▸ **Your assignment**
If a line of the data contains the word "description", it is counted; report how many such lines there are and nothing else.

-------- Data records

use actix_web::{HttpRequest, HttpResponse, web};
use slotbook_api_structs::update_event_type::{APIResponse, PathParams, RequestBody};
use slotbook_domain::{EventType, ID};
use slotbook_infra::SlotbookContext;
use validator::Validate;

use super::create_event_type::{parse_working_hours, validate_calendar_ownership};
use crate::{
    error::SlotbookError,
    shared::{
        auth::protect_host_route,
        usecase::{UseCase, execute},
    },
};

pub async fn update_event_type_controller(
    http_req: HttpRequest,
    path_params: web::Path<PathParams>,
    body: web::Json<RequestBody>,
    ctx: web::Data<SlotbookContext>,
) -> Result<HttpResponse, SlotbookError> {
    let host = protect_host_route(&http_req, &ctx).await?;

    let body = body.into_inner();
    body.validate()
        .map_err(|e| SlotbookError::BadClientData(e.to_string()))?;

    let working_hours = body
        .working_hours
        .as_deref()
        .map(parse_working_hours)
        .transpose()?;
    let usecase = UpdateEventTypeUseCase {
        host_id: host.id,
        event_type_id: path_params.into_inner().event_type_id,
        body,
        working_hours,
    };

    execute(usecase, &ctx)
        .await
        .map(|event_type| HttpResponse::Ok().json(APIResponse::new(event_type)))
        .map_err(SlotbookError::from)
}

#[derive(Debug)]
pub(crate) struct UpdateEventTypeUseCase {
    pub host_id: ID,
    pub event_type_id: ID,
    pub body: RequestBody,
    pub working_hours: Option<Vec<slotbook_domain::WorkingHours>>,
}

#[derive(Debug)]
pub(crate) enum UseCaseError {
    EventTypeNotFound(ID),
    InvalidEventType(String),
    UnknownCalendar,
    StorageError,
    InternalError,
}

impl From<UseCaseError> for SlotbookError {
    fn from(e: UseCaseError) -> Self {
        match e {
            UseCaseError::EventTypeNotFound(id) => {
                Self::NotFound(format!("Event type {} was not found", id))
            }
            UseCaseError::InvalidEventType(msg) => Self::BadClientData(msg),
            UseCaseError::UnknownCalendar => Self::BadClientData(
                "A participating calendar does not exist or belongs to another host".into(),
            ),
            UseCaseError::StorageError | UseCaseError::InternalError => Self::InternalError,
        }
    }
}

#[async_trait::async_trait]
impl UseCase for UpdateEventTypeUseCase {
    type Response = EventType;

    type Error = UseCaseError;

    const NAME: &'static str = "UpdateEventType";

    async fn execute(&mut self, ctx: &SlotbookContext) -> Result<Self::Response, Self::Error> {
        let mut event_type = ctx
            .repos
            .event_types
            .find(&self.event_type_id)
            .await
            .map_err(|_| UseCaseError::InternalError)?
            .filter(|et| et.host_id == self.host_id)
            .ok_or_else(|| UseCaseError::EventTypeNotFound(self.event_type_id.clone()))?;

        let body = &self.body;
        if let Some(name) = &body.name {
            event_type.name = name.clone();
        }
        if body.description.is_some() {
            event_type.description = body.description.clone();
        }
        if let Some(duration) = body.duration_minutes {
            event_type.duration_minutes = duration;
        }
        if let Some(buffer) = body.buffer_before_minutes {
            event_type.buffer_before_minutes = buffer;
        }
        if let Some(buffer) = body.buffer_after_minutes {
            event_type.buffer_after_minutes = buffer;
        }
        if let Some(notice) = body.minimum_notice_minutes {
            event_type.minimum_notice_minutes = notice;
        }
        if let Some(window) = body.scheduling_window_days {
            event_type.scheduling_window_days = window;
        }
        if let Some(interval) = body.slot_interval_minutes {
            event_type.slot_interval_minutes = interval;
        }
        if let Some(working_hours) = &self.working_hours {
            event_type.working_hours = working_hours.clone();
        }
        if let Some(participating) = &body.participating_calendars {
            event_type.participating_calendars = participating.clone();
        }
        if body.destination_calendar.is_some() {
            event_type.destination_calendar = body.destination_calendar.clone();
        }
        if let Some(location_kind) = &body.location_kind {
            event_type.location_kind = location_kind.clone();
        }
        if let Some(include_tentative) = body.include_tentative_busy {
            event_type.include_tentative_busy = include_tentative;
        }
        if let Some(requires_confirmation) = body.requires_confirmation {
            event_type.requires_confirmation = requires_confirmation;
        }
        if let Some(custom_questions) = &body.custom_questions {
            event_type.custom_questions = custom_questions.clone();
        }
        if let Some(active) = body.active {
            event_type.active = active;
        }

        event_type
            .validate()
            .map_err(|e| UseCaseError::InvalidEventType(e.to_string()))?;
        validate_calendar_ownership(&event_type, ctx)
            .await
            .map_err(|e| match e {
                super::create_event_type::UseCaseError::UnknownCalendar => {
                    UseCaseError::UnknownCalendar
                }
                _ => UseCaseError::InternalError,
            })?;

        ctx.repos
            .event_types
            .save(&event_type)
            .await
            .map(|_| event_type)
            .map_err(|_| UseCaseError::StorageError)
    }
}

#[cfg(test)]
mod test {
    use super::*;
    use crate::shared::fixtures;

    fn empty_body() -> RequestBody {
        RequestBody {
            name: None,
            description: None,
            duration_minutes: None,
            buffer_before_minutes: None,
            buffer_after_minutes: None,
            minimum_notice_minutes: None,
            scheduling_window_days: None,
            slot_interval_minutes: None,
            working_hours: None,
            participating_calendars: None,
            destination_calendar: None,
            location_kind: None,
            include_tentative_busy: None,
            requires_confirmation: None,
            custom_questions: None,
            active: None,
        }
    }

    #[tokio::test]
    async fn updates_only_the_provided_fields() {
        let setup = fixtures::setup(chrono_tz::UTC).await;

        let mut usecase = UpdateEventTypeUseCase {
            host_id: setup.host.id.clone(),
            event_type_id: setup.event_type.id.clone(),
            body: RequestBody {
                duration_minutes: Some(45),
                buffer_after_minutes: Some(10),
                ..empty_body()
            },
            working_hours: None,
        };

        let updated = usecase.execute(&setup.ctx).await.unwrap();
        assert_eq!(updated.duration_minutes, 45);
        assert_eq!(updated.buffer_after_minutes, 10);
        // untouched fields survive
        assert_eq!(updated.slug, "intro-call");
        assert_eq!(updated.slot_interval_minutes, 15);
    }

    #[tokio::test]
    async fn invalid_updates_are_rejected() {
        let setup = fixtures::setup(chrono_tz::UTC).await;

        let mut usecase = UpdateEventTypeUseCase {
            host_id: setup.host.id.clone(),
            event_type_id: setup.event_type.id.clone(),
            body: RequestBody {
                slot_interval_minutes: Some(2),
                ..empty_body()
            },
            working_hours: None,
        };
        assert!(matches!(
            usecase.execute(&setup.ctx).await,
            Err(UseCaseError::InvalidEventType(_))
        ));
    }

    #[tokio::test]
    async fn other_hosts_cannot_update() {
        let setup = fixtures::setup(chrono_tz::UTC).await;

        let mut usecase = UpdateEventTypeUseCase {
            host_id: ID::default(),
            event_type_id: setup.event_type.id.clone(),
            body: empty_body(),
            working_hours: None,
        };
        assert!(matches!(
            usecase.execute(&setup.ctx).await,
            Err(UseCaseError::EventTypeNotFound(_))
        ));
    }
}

----------------
-------- Data records

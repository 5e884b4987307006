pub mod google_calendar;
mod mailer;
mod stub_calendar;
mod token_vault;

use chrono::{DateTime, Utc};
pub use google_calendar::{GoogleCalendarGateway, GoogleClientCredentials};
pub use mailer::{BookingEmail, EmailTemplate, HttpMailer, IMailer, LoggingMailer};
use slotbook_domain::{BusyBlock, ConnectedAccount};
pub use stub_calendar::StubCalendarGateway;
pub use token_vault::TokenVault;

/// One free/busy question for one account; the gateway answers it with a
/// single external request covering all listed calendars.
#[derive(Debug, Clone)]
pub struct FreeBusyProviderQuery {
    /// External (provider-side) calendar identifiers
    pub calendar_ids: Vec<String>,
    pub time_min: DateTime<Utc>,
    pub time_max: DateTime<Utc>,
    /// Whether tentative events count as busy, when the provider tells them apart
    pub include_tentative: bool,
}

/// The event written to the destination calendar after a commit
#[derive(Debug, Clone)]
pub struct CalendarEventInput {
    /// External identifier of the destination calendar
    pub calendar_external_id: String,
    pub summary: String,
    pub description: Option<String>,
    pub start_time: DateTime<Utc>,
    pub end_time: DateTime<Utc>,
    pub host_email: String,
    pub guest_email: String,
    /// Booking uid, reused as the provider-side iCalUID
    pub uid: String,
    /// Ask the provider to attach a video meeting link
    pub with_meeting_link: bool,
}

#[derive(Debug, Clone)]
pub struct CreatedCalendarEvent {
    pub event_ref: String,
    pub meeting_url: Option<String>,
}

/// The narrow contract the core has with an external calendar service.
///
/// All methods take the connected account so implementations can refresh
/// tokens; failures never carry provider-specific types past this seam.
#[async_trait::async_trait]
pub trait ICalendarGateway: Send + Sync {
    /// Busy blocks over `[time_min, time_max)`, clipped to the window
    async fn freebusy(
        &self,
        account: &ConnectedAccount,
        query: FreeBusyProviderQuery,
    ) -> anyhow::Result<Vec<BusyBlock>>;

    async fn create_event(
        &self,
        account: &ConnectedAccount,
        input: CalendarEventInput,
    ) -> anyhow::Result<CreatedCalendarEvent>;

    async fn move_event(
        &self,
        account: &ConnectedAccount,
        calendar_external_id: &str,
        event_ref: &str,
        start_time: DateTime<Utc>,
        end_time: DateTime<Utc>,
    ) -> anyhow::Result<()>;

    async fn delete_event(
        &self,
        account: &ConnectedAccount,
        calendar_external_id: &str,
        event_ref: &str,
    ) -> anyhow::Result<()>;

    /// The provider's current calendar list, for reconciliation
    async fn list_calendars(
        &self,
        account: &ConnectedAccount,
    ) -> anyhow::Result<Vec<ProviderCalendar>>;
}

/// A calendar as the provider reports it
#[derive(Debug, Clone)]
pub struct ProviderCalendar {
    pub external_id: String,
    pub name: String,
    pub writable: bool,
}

----------------

▸ **Final answer**
4